Reviewed By Brunilda Nazario
A woman wakes up to find she has eaten all the butter out of the refrigerator. Across the country, the family of a middle-aged man is startled to find a pile of black coal on their white living room rug in the morning. A sleeping child jerks up in bed and lets out a piercing scream, a look of sheer terror on his face. A wife says "there is no stopping" her husband when he initiates sex in his sleep at least once a month -- during which, she says, he is both more aggressive and more amorous than when he is awake.
Their stories may differ radically, but all these people have one thing in common: They suffer from often misunderstood and under-recognized sleep-related disorders known collectively as parasomnias, their doctors tell WebMD. From sleep eating and sleepwalking to night terrors and sleep sex, "parasomnias are things that go bump in the night -- unusual, out-of-the-ordinary events that occur during sleep or arousal from sleep," says Colin M. Shapiro, MD, PhD, a professor of psychiatry at the University of Toronto who recently published an article describing 11 patients with sexsomnia in the Canadian Journal of Psychiatry.
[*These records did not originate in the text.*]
#[derive(Debug, Clone, Copy, PartialEq)]
pub struct Color {
    pub r: f32,
    pub g: f32,
    pub b: f32,
    pub a: f32,
}

impl Color {
    pub const TRANSPARENT: Self = Self::rgba(0.0, 0.0, 0.0, 0.0);
    pub const BLACK: Self = Self::rgb(0.0, 0.0, 0.0);
    pub const BLUE: Self = Self::rgb(0.0, 0.0, 1.0);
    pub const GREEN: Self = Self::rgb(0.0, 1.0, 0.0);
    pub const RED: Self = Self::rgb(1.0, 0.0, 0.0);
    pub const WHITE: Self = Self::rgb(1.0, 1.0, 1.0);
    pub const YELLOW: Self = Self::rgb(1.0, 1.0, 0.0);

    pub const fn rgb(r: f32, g: f32, b: f32) -> Self {
        Self::rgba(r, g, b, 1.0)
    }

    pub const fn rgba(r: f32, g: f32, b: f32, a: f32) -> Self {
        Self { r, g, b, a }
    }

    pub fn rgb_u8(r: u8, g: u8, b: u8) -> Self {
        Self::rgba_u8(r, g, b, 255)
    }

    pub fn rgba_u8(r: u8, g: u8, b: u8, a: u8) -> Self {
        let r = r as f32 / 255.0;
        let g = g as f32 / 255.0;
        let b = b as f32 / 255.0;
        let a = a as f32 / 255.0;

        Self { r, g, b, a }
    }

    pub const fn to_array_f32(self) -> [f32; 4] {
        [self.r, self.g, self.b, self.a]
    }

    pub fn to_array_u8(self) -> [u8; 4] {
        let r = (self.r.clamp(0.0, 1.0) * 255.0).round() as u8;
        let g = (self.g.clamp(0.0, 1.0) * 255.0).round() as u8;
        let b = (self.b.clamp(0.0, 1.0) * 255.0).round() as u8;
        let a = (self.a.clamp(0.0, 1.0) * 255.0).round() as u8;

        [r, g, b, a]
    }
}

impl Default for Color {
    fn default() -> Self {
        Self::TRANSPARENT
    }
}

impl From<Rgb> for Color {
    fn from(rgb: Rgb) -> Self {
        Color::rgb_u8(rgb.r, rgb.g, rgb.b)
    }
}

impl From<Color> for wgpu::Color {
    fn from(color: Color) -> Self {
        wgpu::Color {
            r: color.r as f64,
            g: color.g as f64,
            b: color.b as f64,
            a: color.a as f64,
        }
    }
}

/// Byte color used for tints and color keys.
#[derive(Debug, Clone, Copy, PartialEq, Eq, Hash)]
pub struct Rgb {
    pub r: u8,
    pub g: u8,
    pub b: u8,
}

impl Rgb {
    pub const BLACK: Self = Self::new(0, 0, 0);
    pub const WHITE: Self = Self::new(0xFF, 0xFF, 0xFF);
    pub const CYAN: Self = Self::new(0, 0xFF, 0xFF);

    pub const fn new(r: u8, g: u8, b: u8) -> Self {
        Self { r, g, b }
    }

    pub const fn to_array(self) -> [u8; 3] {
        [self.r, self.g, self.b]
    }
}

impl Default for Rgb {
    fn default() -> Self {
        Self::WHITE
    }
}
Knowledge of parasomnias has exploded in recent years, with new disorders recognized and known disorders reported to occur more frequently than previously thought, says Carlos H. Schenck, MD, senior staff psychiatrist at the Minnesota Regional Sleep Disorders Center at Hennepin County Medical Center and associate professor of psychiatry at the University of Minnesota in Minneapolis.
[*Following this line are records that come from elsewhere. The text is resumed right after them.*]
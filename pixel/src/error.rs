use std::{error::Error, fmt::Display};

pub type PixelResult<T = ()> = Result<T, PixelError>;

#[derive(Debug, Clone, Copy, PartialEq, Eq, Hash)]
pub enum ErrorKind {
    /// An image or text could not be decoded into pixels.
    Decode,
    /// The backend rejected the decoded pixels.
    Upload,
    /// An atlas rectangle does not fit inside its texture.
    OutOfBounds,
    /// An atlas lookup missed.
    UnknownFrame,
    /// Window, event loop or graphics device failure.
    Platform,
}

#[derive(Debug)]
pub struct PixelError {
    kind: ErrorKind,
    message: String,
    source: Option<Box<dyn Error>>,
}

impl PixelError {
    pub fn new(kind: ErrorKind, message: impl Into<String>) -> Self {
        Self {
            kind,
            message: message.into(),
            source: None,
        }
    }

    pub fn decode(message: impl Into<String>) -> Self {
        Self::new(ErrorKind::Decode, message)
    }

    pub fn upload(message: impl Into<String>) -> Self {
        Self::new(ErrorKind::Upload, message)
    }

    pub fn out_of_bounds(message: impl Into<String>) -> Self {
        Self::new(ErrorKind::OutOfBounds, message)
    }

    pub fn unknown_frame(message: impl Into<String>) -> Self {
        Self::new(ErrorKind::UnknownFrame, message)
    }

    pub fn platform(message: impl Into<String>) -> Self {
        Self::new(ErrorKind::Platform, message)
    }

    pub fn with_source(self, err: impl Error + 'static) -> Self {
        Self {
            source: Some(Box::new(err)),
            ..self
        }
    }

    pub fn kind(&self) -> ErrorKind {
        self.kind
    }

    pub fn message(&self) -> &str {
        &self.message
    }
}

impl Display for PixelError {
    fn fmt(&self, f: &mut std::fmt::Formatter<'_>) -> std::fmt::Result {
        match &self.source {
            Some(source) => write!(f, "{}: {}", &self.message, source),
            None => write!(f, "{}", &self.message),
        }
    }
}

impl Error for PixelError {
    fn source(&self) -> Option<&(dyn Error + 'static)> {
        self.source.as_deref()
    }
}

impl From<std::io::Error> for PixelError {
    fn from(err: std::io::Error) -> Self {
        PixelError::decode("failed to read file").with_source(err)
    }
}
Left untreated, or misdiagnosed as psychiatric problems, parasomnias can have dire consequences: The sleepwalker may hurl himself out the window; the sexsomniac may actually rape his or her spouse. The good news, sleep specialists tell WebMD, is that a better understanding of parasomnias' roots has led to new treatments -- and in some cases, even cures.
The Sleepwalking Cure
For years, doctors had no idea what causes even the most common and well-known of the parasomnias, sleepwalking and night terrors. But recently, researchers at the Stanford University Sleep Disorders Clinic found that at least in some children, mild sleep-time breathing problems caused by allergies or swollen tonsils are to blame.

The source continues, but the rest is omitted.